▸ **Task objective**
Whenever a line in this data holds the word "SUCCESS", report that line in full.

____________

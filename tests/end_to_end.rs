//! End-to-end seed scenarios: compile-and-run through the public `combvm`
//! API only, no access to crate-internal fields. Mirrors the six scenarios
//! exercised against a fresh VM with the standard word set registered.
//!
//! Printed output (`.`) isn't captured here — there's no stdout-capture
//! crate in this stack — so each scenario instead asserts on the
//! post-condition the print leaves behind: the value stack popped clean and
//! no exception latched.

use combvm::{Vm, VMParameters};

fn new_vm() -> Vm {
    let mut vm = Vm::new(&VMParameters::standard());
    vm.register_std_words();
    vm
}

#[test]
fn arithmetic_and_print_leaves_a_clean_machine() {
    let mut vm = new_vm();
    let result = vm.compile_string("2 3 + .");
    assert!(result.is_ok());
    assert!(vm.value_stack_is_empty());
    assert!(!vm.flags().any());
}

#[test]
fn defining_and_calling_a_word_registers_it_and_runs_clean() {
    let mut vm = new_vm();
    let result = vm.compile_string(": sq dup * ; 7 sq .");
    assert!(result.is_ok());
    assert!(vm.find_function("sq").is_some());
    assert!(vm.value_stack_is_empty());
    assert!(!vm.flags().any());
}

#[test]
fn unbounded_self_recursion_latches_return_stack_overflow_and_nothing_else() {
    let mut vm = new_vm();
    assert!(vm.compile_string(": inf inf ;").is_ok());
    let result = vm.compile_string("inf");
    assert!(result.is_err());
    assert!(vm.flags().rs_overflow);
    assert!(!vm.flags().vs_overflow);
    assert!(!vm.flags().fn_overflow);
}

#[test]
fn overflowing_the_value_stack_latches_and_stops_growth_at_capacity() {
    let params = VMParameters {
        max_values_count: 8,
        ..VMParameters::standard()
    };
    let mut vm = Vm::new(&params);
    vm.register_std_words();
    let mut text = String::new();
    for _ in 0..9 {
        text.push_str("1 ");
    }
    let result = vm.compile_string(&text);
    assert!(result.is_err());
    assert!(vm.flags().vs_overflow);
    assert_eq!(vm.value_stack_len(), 8);
}

#[test]
fn find_function_tracks_absence_then_most_recent_redefinition() {
    let mut vm = new_vm();
    assert!(vm.find_function("foo").is_none());
    assert!(vm.compile_string(": foo 1 ;").is_ok());
    let first = vm.find_function("foo");
    assert!(first.is_some());
    assert!(vm.compile_string(": foo 2 ;").is_ok());
    let second = vm.find_function("foo");
    assert!(second.is_some());
    assert_ne!(first, second);
}

#[test]
fn compiling_a_source_text_twice_grows_the_code_segment_by_the_same_amount() {
    let mut a = new_vm();
    let mut b = new_vm();
    let before_a = a.code_len();
    let before_b = b.code_len();
    assert!(a.compile_string("1 2 +").is_ok());
    assert!(b.compile_string("1 2 +").is_ok());
    assert_eq!(a.code_len() - before_a, b.code_len() - before_b);
}
//! combvm CLI entry point.
//!
//! Behavior summary:
//! - With **no args**, start an interactive REPL over the standard word set.
//! - With `-h`/`--help`, print usage.
//! - With `-v`/`--version`, print the crate version.
//! - With a **script path**, read it whole and compile-and-run it against a
//!   fresh VM, mirroring [`combvm::Vm::read_eval_print_loop`] but reading
//!   from a file instead of stdin.
//!
//! Unlike the teacher's two-mode (`.omg` source / `.omgb` bytecode) dispatch,
//! there is only one mode here: spec.md's Non-goals exclude persistence of
//! compiled images across runs, so there is no bytecode-image path to
//! support, and every invocation compiles from source.

use std::env;
use std::fs;
use std::process::ExitCode;

use combvm::{repl, Vm, VMParameters};

const VERSION: &str = env!("CARGO_PKG_VERSION");

fn usage() -> String {
    format!(
        r#"combvm v{VERSION}

Usage:
    combvm [script]

Arguments:
    [script]
        Path to a source file to compile and run. With no argument, starts
        an interactive REPL instead.

Options:
    -h, --help
        Show this help message and exit.
    -v, --version
        Show the runtime version."#
    )
}

fn run_script(path: &str) -> ExitCode {
    let text = match fs::read_to_string(path) {
        Ok(text) => text,
        Err(e) => {
            eprintln!("combvm: couldn't read {path}: {e}");
            return ExitCode::FAILURE;
        }
    };

    let mut vm = Vm::new(&VMParameters::standard());
    vm.register_std_words();
    match vm.compile_string(&text) {
        Ok(()) => ExitCode::SUCCESS,
        Err(err) => {
            eprintln!("combvm: {err}");
            ExitCode::FAILURE
        }
    }
}

fn main() -> ExitCode {
    let args: Vec<String> = env::args().collect();

    if args.len() == 1 {
        repl::repl_interpret();
        return ExitCode::SUCCESS;
    }

    match args[1].as_str() {
        "-h" | "--help" => {
            println!("{}", usage());
            ExitCode::SUCCESS
        }
        "-v" | "--version" => {
            println!("combvm {VERSION}");
            ExitCode::SUCCESS
        }
        path => run_script(path),
    }
}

____________

▸ **Solved exercise**
        Ok(()) => ExitCode::SUCCESS,
        return ExitCode::SUCCESS;
            ExitCode::SUCCESS
            ExitCode::SUCCESS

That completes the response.